Collected data:
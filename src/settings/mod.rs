//! Versioned settings store.
//!
//! themr keeps its configuration as an untyped TOML document so user-defined
//! sections survive upgrades untouched. The recognized top-level sections are:
//!
//! ```toml
//! version = 2.0            # document version, stamped on every migration
//!
//! [location]               # coordinates for the sun-time provider
//! latitude = 40.7128
//! longitude = -74.0060
//!
//! [themes.gnome.light]     # per-provider theme names, one table per verdict
//! gtk = "Adwaita"
//!
//! [misc]
//! notifications = true     # attach the notifying observer
//!
//! [extras.vscode]          # per-feature enable flags
//! enabled = false
//! ```
//!
//! ## Loading semantics
//!
//! - No file at all is a [`SettingsError::Missing`] error; the caller
//!   bootstraps from the bundled defaults.
//! - A file that exists but is not valid TOML loads as an EMPTY document.
//!   The following migration then fills it back in from defaults, so one
//!   corrupted file never takes theme switching down with it.
//!
//! ## Migration
//!
//! Documents whose `version` differs from the current one are migrated:
//! named legacy transforms run first for old enough documents, then a
//! recursive default-merge guarantees every default key exists while user
//! overrides win. See [`migrate`].

pub mod defaults;
pub mod migrate;

use anyhow::{Context, Result};
use std::fs;
use std::io::Write;
use std::path::{Path, PathBuf};
use std::sync::OnceLock;

use toml::{Table, Value};

use crate::common::constants::{SETTINGS_FILE_NAME, SETTINGS_VERSION};
use crate::common::utils::private_path;
use crate::gateway::ConfigEvent;

/// Custom configuration directory, set once at startup via `--config`.
static CONFIG_DIR: OnceLock<Option<PathBuf>> = OnceLock::new();

/// Set the configuration directory for the current process.
/// Can only be called once, typically during argument handling.
pub fn set_config_dir(dir: Option<String>) -> Result<()> {
    CONFIG_DIR
        .set(dir.map(PathBuf::from))
        .map_err(|_| anyhow::anyhow!("Configuration directory already set"))
}

/// Get the custom configuration directory if one was set.
pub fn get_custom_config_dir() -> Option<PathBuf> {
    CONFIG_DIR.get().and_then(|d| d.clone())
}

/// Directory containing themr.toml (and, with `--config`, the cache too).
pub fn get_config_base_dir() -> Result<PathBuf> {
    if let Some(custom) = get_custom_config_dir() {
        return Ok(custom);
    }
    let config_dir = dirs::config_dir().context("Could not determine config directory")?;
    Ok(config_dir.join("themr"))
}

/// Full path of the settings file.
pub fn get_settings_path() -> Result<PathBuf> {
    Ok(get_config_base_dir()?.join(SETTINGS_FILE_NAME))
}

/// Settings file absent entirely. Recoverable: bootstrap from defaults.
#[derive(Debug)]
pub struct SettingsError {
    /// Path that was probed.
    pub path: PathBuf,
}

impl std::fmt::Display for SettingsError {
    fn fmt(&self, f: &mut std::fmt::Formatter<'_>) -> std::fmt::Result {
        write!(f, "No settings file found at {}", self.path.display())
    }
}

impl std::error::Error for SettingsError {}

/// The loaded settings document with typed accessors over the untyped tree.
#[derive(Debug, Clone, PartialEq)]
pub struct Settings {
    doc: Table,
}

impl Settings {
    pub fn from_table(doc: Table) -> Self {
        Self { doc }
    }

    pub fn as_table(&self) -> &Table {
        &self.doc
    }

    pub fn into_table(self) -> Table {
        self.doc
    }

    /// Load from the resolved settings path.
    pub fn load() -> Result<Self> {
        let path = get_settings_path()?;
        Self::load_from_path(&path)
    }

    /// Load from a specific path.
    ///
    /// A missing file is a [`SettingsError`]; an unparseable file degrades
    /// to an empty document so the caller's migration can rebuild it.
    pub fn load_from_path(path: &Path) -> Result<Self> {
        if !path.exists() {
            return Err(SettingsError {
                path: path.to_path_buf(),
            }
            .into());
        }

        let content = fs::read_to_string(path)
            .with_context(|| format!("Failed to read settings from {}", private_path(path)))?;

        match content.parse::<Table>() {
            Ok(doc) => Ok(Self { doc }),
            Err(e) => {
                log_pipe!();
                log_warning!("Settings file is not valid TOML, treating as empty: {e}");
                log_indented!("{}", private_path(path));
                Ok(Self { doc: Table::new() })
            }
        }
    }

    /// Persist to the resolved settings path.
    pub fn save(&self) -> Result<()> {
        let path = get_settings_path()?;
        self.save_to_path(&path)
    }

    /// Persist atomically: write a sibling temp file, then rename over the
    /// target so a concurrent reader sees old or new content, never partial.
    pub fn save_to_path(&self, path: &Path) -> Result<()> {
        let parent = path
            .parent()
            .context("Settings path has no parent directory")?;
        fs::create_dir_all(parent)
            .with_context(|| format!("Failed to create config directory {}", parent.display()))?;

        let content =
            toml::to_string_pretty(&self.doc).context("Failed to serialize settings document")?;

        let mut tmp = tempfile::NamedTempFile::new_in(parent)
            .context("Failed to create temporary settings file")?;
        tmp.write_all(content.as_bytes())
            .context("Failed to write settings document")?;
        tmp.persist(path)
            .map_err(|e| e.error)
            .with_context(|| format!("Failed to persist settings to {}", private_path(path)))?;
        Ok(())
    }

    /// Stored document version, if the document declares one.
    pub fn version(&self) -> Option<f64> {
        migrate::stored_version(&self.doc)
    }

    /// `misc.notifications` flag; enabled when unset, matching the defaults.
    pub fn notifications_enabled(&self) -> bool {
        self.lookup(&["misc", "notifications"])
            .and_then(Value::as_bool)
            .unwrap_or(true)
    }

    pub fn latitude(&self) -> Option<f64> {
        self.lookup(&["location", "latitude"]).and_then(value_as_f64)
    }

    pub fn longitude(&self) -> Option<f64> {
        self.lookup(&["location", "longitude"])
            .and_then(value_as_f64)
    }

    /// GTK theme name for a provider ("gnome") and variant ("light"/"dark").
    pub fn theme_name(&self, provider: &str, variant: &str) -> Option<&str> {
        self.lookup(&["themes", provider, variant, "gtk"])
            .and_then(Value::as_str)
    }

    /// Walk a nested key path through the document.
    fn lookup(&self, path: &[&str]) -> Option<&Value> {
        let (first, rest) = path.split_first()?;
        let mut current = self.doc.get(*first)?;
        for key in rest {
            current = current.as_table()?.get(*key)?;
        }
        Some(current)
    }

    /// Log the effective configuration in block form.
    pub fn log_summary(&self) {
        let version = self
            .version()
            .map(|v| v.to_string())
            .unwrap_or_else(|| "unknown".to_string());
        log_block_start!("Loaded settings (version {version})");
        if let Ok(path) = get_settings_path() {
            log_indented!("{}", private_path(&path));
        }

        match (self.latitude(), self.longitude()) {
            (Some(lat), Some(lon)) => {
                let lat_dir = if lat >= 0.0 { "N" } else { "S" };
                let lon_dir = if lon >= 0.0 { "E" } else { "W" };
                log_indented!(
                    "Location: {:.3}°{}, {:.3}°{}",
                    lat.abs(),
                    lat_dir,
                    lon.abs(),
                    lon_dir
                );
            }
            _ => log_indented!("Location: not configured"),
        }

        log_indented!(
            "Notifications: {}",
            if self.notifications_enabled() {
                "enabled"
            } else {
                "disabled"
            }
        );

        if let Some(Value::Table(themes)) = self.doc.get("themes") {
            for provider in themes.keys() {
                if let (Some(light), Some(dark)) = (
                    self.theme_name(provider, "light"),
                    self.theme_name(provider, "dark"),
                ) {
                    log_indented!("Themes ({provider}): {light} / {dark}");
                }
            }
        }
    }
}

fn value_as_f64(value: &Value) -> Option<f64> {
    match value {
        Value::Float(f) => Some(*f),
        Value::Integer(i) => Some(*i as f64),
        _ => None,
    }
}

/// Load the settings document, bootstrapping and migrating as needed.
///
/// Returns the effective settings plus the config events that occurred, in
/// order, for the caller to hand to its observers. The migrated document is
/// written back before it is returned so the same migration never runs twice.
pub fn load_or_init() -> Result<(Settings, Vec<ConfigEvent>)> {
    let mut events = Vec::new();
    let path = get_settings_path()?;

    let settings = match Settings::load() {
        Ok(settings) => settings,
        Err(err) if err.downcast_ref::<SettingsError>().is_some() => {
            log_block_start!("No settings file found, creating one");
            log_indented!("{}", private_path(&path));
            let fresh = Settings::from_table(defaults::default_document());
            fresh.save()?;
            events.push(ConfigEvent::FirstRun);
            fresh
        }
        Err(err) => return Err(err),
    };

    if !migrate::needs_migration(settings.as_table(), SETTINGS_VERSION) {
        return Ok((settings, events));
    }

    log_block_start!("Migrating settings to version {SETTINGS_VERSION}");
    let defaults = defaults::default_document();
    let migrated = Settings::from_table(migrate::migrate(
        settings.into_table(),
        &defaults,
        SETTINGS_VERSION,
    ));
    migrated.save()?;
    events.push(ConfigEvent::Migrated);
    Ok((migrated, events))
}

#[cfg(test)]
mod tests;
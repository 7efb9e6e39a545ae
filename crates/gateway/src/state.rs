use crate::{config::GatewayConfig, metrics::PredictMetrics};
use inference::ObjectDetector;
use std::sync::{Arc, Mutex};

/// The detector needs `&mut` access, so calls are serialised through a mutex.
pub type SharedDetector = Arc<Mutex<Box<dyn ObjectDetector>>>;

#[derive(Clone)]
pub struct AppState {
    pub config: Arc<GatewayConfig>,
    /// `None` when the model failed to load; the service then runs degraded.
    pub detector: Option<SharedDetector>,
    pub metrics: PredictMetrics,
}

impl AppState {
    pub fn new(config: GatewayConfig, detector: Option<Box<dyn ObjectDetector>>) -> Self {
        Self {
            config: Arc::new(config),
            detector: detector.map(|d| Arc::new(Mutex::new(d))),
            metrics: PredictMetrics::new("gateway"),
        }
    }

    pub fn model_loaded(&self) -> bool {
        self.detector.is_some()
    }
}
use crate::Environment;
use crate::logging::init_subscriber;
use opentelemetry::KeyValue;
use opentelemetry::global;
use opentelemetry::trace::TracerProvider as _;
use opentelemetry_otlp::WithExportConfig;
use opentelemetry_semantic_conventions::attribute::{SERVICE_NAME, SERVICE_VERSION};
use opentelemetry_sdk::{
    Resource,
    metrics::{PeriodicReader, SdkMeterProvider},
    propagation::TraceContextPropagator,
    trace::{Sampler, SdkTracerProvider},
};
use std::time::Duration;

const METRIC_EXPORT_INTERVAL: Duration = Duration::from_secs(10);

/// Owns the OTLP trace and metric providers; dropping it flushes both.
///
/// ```ignore
/// let _telemetry = TelemetryGuard::init("gateway", "http://localhost:4317", Environment::Production)?;
/// ```
pub struct TelemetryGuard {
    tracer_provider: SdkTracerProvider,
    meter_provider: SdkMeterProvider,
}

impl TelemetryGuard {
    /// Export spans and metrics to the OTLP/gRPC collector at `endpoint` and
    /// install the global `tracing` subscriber, so [`crate::setup_logging`]
    /// must not be called as well.
    pub fn init(
        service_name: &str,
        endpoint: &str,
        environment: Environment,
    ) -> anyhow::Result<Self> {
        global::set_text_map_propagator(TraceContextPropagator::new());

        let resource = service_resource(service_name, environment);

        let tracer_provider = build_tracer_provider(endpoint, resource.clone())?;
        global::set_tracer_provider(tracer_provider.clone());

        let meter_provider = build_meter_provider(endpoint, resource)?;
        global::set_meter_provider(meter_provider.clone());

        let otel_layer = tracing_opentelemetry::layer()
            .with_tracer(tracer_provider.tracer(service_name.to_string()));
        init_subscriber(environment, otel_layer);

        tracing::info!(service_name, endpoint, "OpenTelemetry export enabled");

        Ok(Self {
            tracer_provider,
            meter_provider,
        })
    }
}

fn service_resource(service_name: &str, environment: Environment) -> Resource {
    Resource::builder()
        .with_attributes([
            KeyValue::new(SERVICE_NAME, service_name.to_string()),
            KeyValue::new(SERVICE_VERSION, env!("CARGO_PKG_VERSION")),
            KeyValue::new("deployment.environment", environment.as_str()),
        ])
        .build()
}

fn build_tracer_provider(endpoint: &str, resource: Resource) -> anyhow::Result<SdkTracerProvider> {
    let exporter = opentelemetry_otlp::SpanExporter::builder()
        .with_tonic()
        .with_endpoint(endpoint)
        .build()?;

    Ok(SdkTracerProvider::builder()
        .with_resource(resource)
        .with_sampler(Sampler::ParentBased(Box::new(Sampler::AlwaysOn)))
        .with_batch_exporter(exporter)
        .build())
}

fn build_meter_provider(endpoint: &str, resource: Resource) -> anyhow::Result<SdkMeterProvider> {
    let exporter = opentelemetry_otlp::MetricExporter::builder()
        .with_tonic()
        .with_endpoint(endpoint)
        .build()?;

    let reader = PeriodicReader::builder(exporter)
        .with_interval(METRIC_EXPORT_INTERVAL)
        .build();

    Ok(SdkMeterProvider::builder()
        .with_resource(resource)
        .with_reader(reader)
        .build())
}

impl Drop for TelemetryGuard {
    fn drop(&mut self) {
        if let Err(e) = self.tracer_provider.shutdown() {
            eprintln!("tracer provider shutdown failed: {e:?}");
        }
        if let Err(e) = self.meter_provider.shutdown() {
            eprintln!("meter provider shutdown failed: {e:?}");
        }
    }
}

/// Creates an info-level span and enters it.
#[macro_export]
macro_rules! span {
    ($name:literal) => {
        tracing::info_span!($name).entered()
    };
}

/// Creates a debug-level span and enters it.
#[macro_export]
macro_rules! span_debug {
    ($name:literal) => {
        tracing::debug_span!($name).entered()
    };
}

*To do*. Your reply is to be the number of lines above in which the word "entered" appears, and nothing else.

*Response area*. 2